Epigeum blog

The latest insights, news, and events

Going Beyond Compliance – A Student’s Perspective - Part 1

Raffy Edis
Raffy Edis
November 05, 2025
Read time - 5 minutes

In the first of a two-part series, Raffy Edis, reviewer of our upcoming programme Respect Matters, discusses the role of student activism in driving recent changes and the National Code.

Support & Wellbeing


Raffy Edis is an undergraduate at the Australian National University and co-founder of peer-led violence prevention initiative, connect2prevent. He is the director of connect2prevent’s education portfolio and has previously been involved with ANU’s violence prevention unit as a peer education and engagement officer, as well as a volunteer for the STOP Campaign.

Student activism has played a crucial role in driving the recent changes in preventing gender-based violence. What does the future look like now that universities will be required to take more proactive action? 

The national code is the culmination of over 10 years of advocacy from university students and staff alike, which built on a long legacy of student activism calling for action in response to patriarchal violence on Australian campuses.

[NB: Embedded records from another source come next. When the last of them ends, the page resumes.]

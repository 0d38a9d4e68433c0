//! Image Proxy Service
//!
//! Accepts HTTP requests for images identified by a search term, fetches
//! uncached terms from the upstream TCP image service, stores payloads on
//! disk, and serves repeat requests from the cache.

mod config;
mod error;
mod server;
mod service;
mod types;

use crate::config::Config;
use crate::error::{ProxyError, Result};
use crate::server::{start_server, ServerState, SharedState};
use crate::service::ImageService;
use image_service_client::ImageServiceClient;
use std::sync::Arc;
use term_image_cache::TermImageCache;
use tracing::info;
use tracing_subscriber::{prelude::*, EnvFilter};

#[tokio::main]
async fn main() -> Result<()> {
    // Initialize logging
    let env_filter = EnvFilter::from_default_env().add_directive("image_proxy=info".parse()?);

    // Use JSON format for GCP Cloud Logging when LOG_FORMAT=json
    if std::env::var("LOG_FORMAT")
        .map(|v| v == "json")
        .unwrap_or(false)
    {
        tracing_subscriber::registry()
            .with(env_filter)
            .with(tracing_stackdriver::layer())
            .init();
    } else {
        tracing_subscriber::fmt().with_env_filter(env_filter).init();
    };

    info!("Starting Image Proxy Service...");

    let config = Config::from_env();
    info!("Port: {}", config.port);
    info!("Images dir: {:?}", config.images_dir);
    info!("Cache capacity: {} entries", config.cache_capacity);
    info!(
        "Image service: {}:{} (timeout {:?})",
        config.backend_host, config.backend_port, config.backend_timeout
    );

    // Ensure the images directory exists
    tokio::fs::create_dir_all(&config.images_dir)
        .await
        .map_err(|e| ProxyError::Storage(Box::new(e)))?;

    let cache = Arc::new(TermImageCache::new(config.cache_capacity));
    let client = ImageServiceClient::new(
        config.backend_host.clone(),
        config.backend_port,
        config.backend_timeout,
    );
    let service = ImageService::new(cache, client, config.images_dir, config.single_flight);

    let state: SharedState = Arc::new(ServerState::new(service));

    // Start HTTP server (blocking)
    start_server(state, config.port)
        .await
        .map_err(|e| ProxyError::Config(format!("Server error: {}", e)))?;

    Ok(())
}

My hope is that the future will look like more substantive engagement with students, especially those who are critical of tertiary education institutions’ prevention efforts. Framing student activism, resistance and critique of violence prevention initiatives as an opportunity for dialogue will be crucial for achieving the outcomes listed in the national code. Students often aren't aware of the institutional constraints that practitioners face, but equally, practitioners often don't fully appreciate the wealth of knowledge within student communities. As experts in their own communities and their own lives, students have experiential knowledge that practitioners can leverage to reflect the localised context, and integrate the nuances of lived experience that tend to get overlooked in this space. When working with people who have experienced harm, I would also stress the importance of compensating them in some way, mainly as a token of appreciation and recognition of the lived expertise they bring to these conversations, which is often tied up with a range of heavy feelings.

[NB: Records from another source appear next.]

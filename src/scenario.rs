//! # Scenario Catalogue
//!
//! Four interchangeable load shapes for the favorite endpoint. Each [`Scenario`] is an
//! ordered list of ramp [`Stage`]s plus the [`Threshold`]s the run is judged against.
//! Exactly one scenario is active per run, chosen through [`Profile`].
//!
//! | Profile  | Shape                                   | Peak users |
//! |----------|-----------------------------------------|------------|
//! | `smoke`  | 1m at 10 users                          | 10         |
//! | `load`   | ramp 50 → hold → ramp 100 → hold → 0    | 100        |
//! | `stress` | 100 → 200 → 300 → 400 → 0 over 8m       | 400        |
//! | `spike`  | 50, burst to 500, back to 50, then 0    | 500        |
//!
//! Stages map one-to-one onto Goose test-plan steps: each step ramps the user count
//! linearly to `target` over `duration`.

use serde::{Deserialize, Serialize};
use std::fmt;
use std::str::FromStr;
use std::time::Duration;

use crate::error::ConfigError;

/// Named load shape selecting one entry of the catalogue.
#[derive(
    Debug, Clone, Copy, Default, PartialEq, Eq, Hash, Serialize, Deserialize, clap::ValueEnum,
)]
#[serde(rename_all = "lowercase")]
pub enum Profile {
    /// Verify the system works under minimal load
    Smoke,
    /// Normal load performance
    Load,
    /// Find the breaking point
    #[default]
    Stress,
    /// Sudden traffic increase
    Spike,
}

impl Profile {
    /// Every profile, in catalogue order.
    pub const ALL: [Profile; 4] = [
        Profile::Smoke,
        Profile::Load,
        Profile::Stress,
        Profile::Spike,
    ];

    pub fn as_str(self) -> &'static str {
        match self {
            Profile::Smoke => "smoke",
            Profile::Load => "load",
            Profile::Stress => "stress",
            Profile::Spike => "spike",
        }
    }

    /// Build the stages and thresholds for this profile.
    pub fn scenario(self) -> Scenario {
        let (stages, thresholds) = match self {
            Profile::Smoke => (
                vec![Stage::new(mins(1), 10)],
                vec![
                    Threshold::duration(95, Duration::from_millis(500)),
                    Threshold::failed_rate(0.01),
                ],
            ),
            Profile::Load => (
                vec![
                    Stage::new(secs(30), 50),
                    Stage::new(mins(1), 50),
                    Stage::new(secs(30), 100),
                    Stage::new(mins(1), 100),
                    Stage::new(secs(30), 0),
                ],
                vec![
                    Threshold::duration(95, Duration::from_millis(1000)),
                    Threshold::duration(99, Duration::from_millis(2000)),
                    Threshold::failed_rate(0.05),
                ],
            ),
            Profile::Stress => (
                vec![
                    Stage::new(mins(1), 100),
                    Stage::new(mins(2), 200),
                    Stage::new(mins(2), 300),
                    Stage::new(mins(2), 400),
                    Stage::new(mins(1), 0),
                ],
                vec![
                    Threshold::duration(95, Duration::from_millis(2000)),
                    Threshold::failed_rate(0.1),
                ],
            ),
            Profile::Spike => (
                vec![
                    Stage::new(secs(10), 50),
                    Stage::new(mins(1), 50),
                    Stage::new(secs(10), 500),
                    Stage::new(mins(1), 500),
                    Stage::new(secs(10), 50),
                    Stage::new(mins(1), 50),
                    Stage::new(secs(10), 0),
                ],
                Vec::new(),
            ),
        };

        Scenario {
            profile: self,
            stages,
            thresholds,
        }
    }
}

impl fmt::Display for Profile {
    fn fmt(&self, f: &mut fmt::Formatter<'_>) -> fmt::Result {
        f.write_str(self.as_str())
    }
}

impl FromStr for Profile {
    type Err = ConfigError;

    fn from_str(s: &str) -> Result<Self, Self::Err> {
        let wanted = s.trim().to_lowercase();
        Profile::ALL
            .into_iter()
            .find(|p| p.as_str() == wanted)
            .ok_or_else(|| ConfigError::InvalidProfile {
                value: s.to_string(),
            })
    }
}

/// One ramp segment: move to `target` virtual users over `duration`.
#[derive(Debug, Clone, Copy, PartialEq, Eq, Serialize, Deserialize)]
pub struct Stage {
    #[serde(with = "duration_secs")]
    pub duration: Duration,
    pub target: usize,
}

impl Stage {
    pub const fn new(duration: Duration, target: usize) -> Self {
        Self { duration, target }
    }
}

/// Pass condition over aggregated run metrics, judged in [`crate::verdict`].
#[derive(Debug, Clone, Copy, PartialEq, Serialize, Deserialize)]
#[serde(tag = "metric", rename_all = "snake_case")]
pub enum Threshold {
    /// `http_req_duration`: the given percentile must stay below `max`
    Duration {
        percentile: u8,
        #[serde(rename = "max_ms", with = "duration_millis")]
        max: Duration,
    },
    /// `http_req_failed`: the failed-request ratio must stay below `max`
    FailedRate { max: f64 },
}

impl Threshold {
    pub const fn duration(percentile: u8, max: Duration) -> Self {
        Threshold::Duration { percentile, max }
    }

    pub const fn failed_rate(max: f64) -> Self {
        Threshold::FailedRate { max }
    }

    /// Metric the threshold applies to.
    pub fn metric(&self) -> &'static str {
        match self {
            Threshold::Duration { .. } => "http_req_duration",
            Threshold::FailedRate { .. } => "http_req_failed",
        }
    }

    /// Condition in the conventional `p(95)<2000` / `rate<0.1` notation.
    pub fn condition(&self) -> String {
        match self {
            Threshold::Duration { percentile, max } => {
                format!("p({})<{}", percentile, max.as_millis())
            }
            Threshold::FailedRate { max } => format!("rate<{}", max),
        }
    }
}

impl fmt::Display for Threshold {
    fn fmt(&self, f: &mut fmt::Formatter<'_>) -> fmt::Result {
        write!(f, "{} {}", self.metric(), self.condition())
    }
}

/// Immutable stage schedule plus thresholds for a single run.
#[derive(Debug, Clone, PartialEq, Serialize, Deserialize)]
pub struct Scenario {
    pub profile: Profile,
    pub stages: Vec<Stage>,
    pub thresholds: Vec<Threshold>,
}

impl Scenario {
    /// Sum of all stage durations.
    pub fn total_duration(&self) -> Duration {
        self.stages.iter().map(|s| s.duration).sum()
    }

    /// Highest virtual-user target reached by any stage.
    pub fn peak_users(&self) -> usize {
        self.stages.iter().map(|s| s.target).max().unwrap_or(0)
    }

    /// Render the stages as a Goose `--test-plan` (`"100,1m;200,2m;..."`).
    pub fn test_plan(&self) -> String {
        self.stages
            .iter()
            .map(|s| format!("{},{}", s.target, format_timespan(s.duration)))
            .collect::<Vec<_>>()
            .join(";")
    }
}

/// Whole minutes render as `Nm`, everything else as `Ns`.
fn format_timespan(duration: Duration) -> String {
    let secs = duration.as_secs();
    if secs > 0 && secs % 60 == 0 {
        format!("{}m", secs / 60)
    } else {
        format!("{}s", secs)
    }
}

const fn secs(n: u64) -> Duration {
    Duration::from_secs(n)
}

const fn mins(n: u64) -> Duration {
    Duration::from_secs(n * 60)
}

mod duration_secs {
    use serde::{Deserialize, Deserializer, Serializer};
    use std::time::Duration;

    pub fn serialize<S: Serializer>(d: &Duration, s: S) -> Result<S::Ok, S::Error> {
        s.serialize_u64(d.as_secs())
    }

    pub fn deserialize<'de, D: Deserializer<'de>>(d: D) -> Result<Duration, D::Error> {
        Ok(Duration::from_secs(u64::deserialize(d)?))
    }
}

mod duration_millis {
    use serde::{Deserialize, Deserializer, Serializer};
    use std::time::Duration;

    pub fn serialize<S: Serializer>(d: &Duration, s: S) -> Result<S::Ok, S::Error> {
        s.serialize_u64(d.as_millis() as u64)
    }

    pub fn deserialize<'de, D: Deserializer<'de>>(d: D) -> Result<Duration, D::Error> {
        Ok(Duration::from_millis(u64::deserialize(d)?))
    }
}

What are the risks to students and their university experience if universities only adopt a compliance-based, or tickbox-type approach as opposed to being creative and values-driven towards student safety and wellbeing?

It's imperative that tertiary education institutions don't see the national code as another compliance regime. I would ask institutional leadership and prevention practitioners to instead remain faithful to the driving impulse behind the legislation, 'following the spirit of the law rather than the letter of the law.' This would mean, at times, privileging student interests over the institution’s interests where they are incommensurable.

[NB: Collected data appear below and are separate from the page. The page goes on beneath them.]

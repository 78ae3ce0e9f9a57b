//! # Load Scheduling
//!
//! [`LoadScheduler`] is the seam between the runner and whatever spins up virtual
//! users. The runner is handed over behind an `Arc` and called once per iteration;
//! ramping, pacing between stages, request metrics and the final report are the
//! scheduler's job.
//!
//! [`GooseRuntime`] is the production implementation. It registers one Goose scenario
//! whose transaction calls [`IterationRunner::run_iteration`] through a
//! [`GooseTransport`], and translates the scenario's stages into a Goose test plan:
//!
//! ```text
//! stress: 100,1m;200,2m;300,2m;400,2m;0,1m
//! ```
//!
//! Thresholds are logged when the attack starts. When it ends, Goose's request
//! metrics come back as [`RunStats`] for the caller to judge them with
//! [`verdict::judge_all`](crate::verdict::judge_all).

use anyhow::anyhow;
use goose::config::{GooseConfiguration, GooseDefaultType};
use goose::metrics::GooseMetrics;
use goose::prelude::{
    GooseAttack, GooseDefault, GooseError, GooseUser, Scenario as GooseScenario, Transaction,
    TransactionResult,
};
use std::future::Future;
use std::path::PathBuf;
use std::sync::Arc;
use tracing::info;

use crate::runner::IterationRunner;
use crate::scenario::Scenario;
use crate::transport::GooseTransport;
use crate::verdict::RunStats;

/// Capability that drives the runner across staged virtual users.
pub trait LoadScheduler {
    /// Run `scenario` to completion, calling the runner once per iteration, and
    /// return the aggregated request metrics.
    fn execute(
        &self,
        scenario: &Scenario,
        runner: Arc<IterationRunner>,
    ) -> impl Future<Output = anyhow::Result<RunStats>>;
}

/// Transactions registered on the Goose scenario.
#[derive(Debug, Clone, Copy, PartialEq, Eq)]
enum Step {
    /// Runs on every user once, before the iteration loop
    InvalidProbe,
    /// The iteration loop
    Iteration,
}

/// Goose-backed scheduler.
#[derive(Debug, Clone)]
pub struct GooseRuntime {
    host: String,
    probe_invalid: bool,
    report_file: Option<PathBuf>,
}

impl GooseRuntime {
    /// `host` is the base URL Goose reports against.
    pub fn new(host: impl Into<String>) -> Self {
        Self {
            host: host.into(),
            probe_invalid: false,
            report_file: None,
        }
    }

    /// Run the invalid-payload prober once per virtual user when it starts.
    pub fn with_invalid_probe(mut self, enabled: bool) -> Self {
        self.probe_invalid = enabled;
        self
    }

    /// Write Goose's report (`.html`, `.json` or `.md`) to `path`.
    pub fn with_report_file(mut self, path: Option<PathBuf>) -> Self {
        self.report_file = path;
        self
    }

    fn steps(&self) -> Vec<Step> {
        let mut steps = Vec::with_capacity(2);
        if self.probe_invalid {
            steps.push(Step::InvalidProbe);
        }
        steps.push(Step::Iteration);
        steps
    }

    fn build_scenario(&self, runner: &Arc<IterationRunner>) -> GooseScenario {
        self.steps()
            .into_iter()
            .fold(GooseScenario::new("FavoriteNumber"), |scenario, step| {
                let transaction = match step {
                    Step::InvalidProbe => probe_transaction(Arc::clone(runner))
                        .set_name("invalid payloads")
                        .set_on_start(),
                    Step::Iteration => {
                        iteration_transaction(Arc::clone(runner)).set_name("favorite")
                    }
                };
                scenario.register_transaction(transaction)
            })
    }

    async fn attack(
        &self,
        test_plan: &str,
        runner: Arc<IterationRunner>,
    ) -> Result<GooseMetrics, GooseError> {
        let scenario = self.build_scenario(&runner);

        let mut attack = GooseAttack::initialize_with_config(GooseConfiguration::default())?
            .register_scenario(scenario)
            .set_default(GooseDefault::Host, self.host.as_str())?
            .set_default(GooseDefault::TestPlan, test_plan)?
            // Thresholds cover the ramp-up too.
            .set_default(GooseDefault::NoResetMetrics, true)?
            .set_default(GooseDefault::NoTelnet, true)?
            .set_default(GooseDefault::NoWebSocket, true)?;

        if let Some(path) = &self.report_file {
            let path = path.to_string_lossy();
            attack = attack.set_default(GooseDefault::ReportFile, path.as_ref())?;
        }

        attack.execute().await
    }
}

impl LoadScheduler for GooseRuntime {
    async fn execute(
        &self,
        scenario: &Scenario,
        runner: Arc<IterationRunner>,
    ) -> anyhow::Result<RunStats> {
        let test_plan = scenario.test_plan();
        info!(
            profile = %scenario.profile,
            host = %self.host,
            endpoint = runner.endpoint(),
            test_plan = %test_plan,
            peak_users = scenario.peak_users(),
            duration_secs = scenario.total_duration().as_secs(),
            probe_invalid = self.probe_invalid,
            "starting goose attack"
        );
        for threshold in &scenario.thresholds {
            info!(%threshold, "threshold");
        }

        let metrics = self
            .attack(&test_plan, runner)
            .await
            .map_err(|e| anyhow!("Goose attack failed: {e}"))?;

        let stats = RunStats::from_goose(&metrics);
        info!(
            profile = %scenario.profile,
            requests = stats.total_requests(),
            failures = stats.failures,
            "goose attack finished"
        );
        Ok(stats)
    }
}

async fn iterate(runner: Arc<IterationRunner>, user: &mut GooseUser) -> TransactionResult {
    let mut transport = GooseTransport::new(user);
    runner.run_iteration(&mut transport).await;
    Ok(())
}

async fn probe(runner: Arc<IterationRunner>, user: &mut GooseUser) -> TransactionResult {
    let mut transport = GooseTransport::new(user);
    runner.test_invalid_data(&mut transport).await;
    Ok(())
}

/// Transaction running one iteration on the current Goose user.
fn iteration_transaction(runner: Arc<IterationRunner>) -> Transaction {
    Transaction::new(Arc::new(move |user| {
        Box::pin(iterate(Arc::clone(&runner), user))
    }))
}

/// Transaction sending the four invalid payloads on the current Goose user.
fn probe_transaction(runner: Arc<IterationRunner>) -> Transaction {
    Transaction::new(Arc::new(move |user| {
        Box::pin(probe(Arc::clone(&runner), user))
    }))
}

#[cfg(test)]
mod tests {
    use super::*;

    #[test]
    fn test_runtime_builder() {
        let runtime = GooseRuntime::new("http://localhost:1323")
            .with_invalid_probe(true)
            .with_report_file(Some(PathBuf::from("report.html")));
        assert_eq!(runtime.host, "http://localhost:1323");
        assert!(runtime.probe_invalid);
        assert_eq!(runtime.report_file, Some(PathBuf::from("report.html")));
    }

    #[test]
    fn test_iteration_is_the_only_step_by_default() {
        let runtime = GooseRuntime::new("http://localhost:1323");
        assert_eq!(runtime.steps(), vec![Step::Iteration]);
    }

    #[test]
    fn test_probe_step_runs_first_when_enabled() {
        let runtime = GooseRuntime::new("http://localhost:1323").with_invalid_probe(true);
        assert_eq!(runtime.steps(), vec![Step::InvalidProbe, Step::Iteration]);
    }
}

In my view, this is the lesson from Title IX in the U.S. (which implicitly makes colleges’ public funding partially contingent on their compliance with legislation that prohibits discrimination on the basis of sex).  For students who have experienced patriarchal violence, this piece of legislation offered a means of legal recourse when the institution's response failed them. An unintended consequence of this has been a growing culture of fear surrounding non-compliance, leading many institutions to prioritise compliance over meaningful and innovative responses to violence on their campuses. While the National Code is different in many respects and in my view, much more promising, I am concerned that it will have little impact on rates of patriarchal violence on our campuses unless higher education providers are prepared to think beyond compliance.

It can be incredibly difficult to slow down and step back to take stock when we live and work in a fast-paced world and I am not discounting the consequences for doing so. But I often remind myself of the quote "this is too urgent to rush," in relation to this work as a reminder to check myself and ensure that I am not inadvertently replicating the cultures of domination that we are working to undo.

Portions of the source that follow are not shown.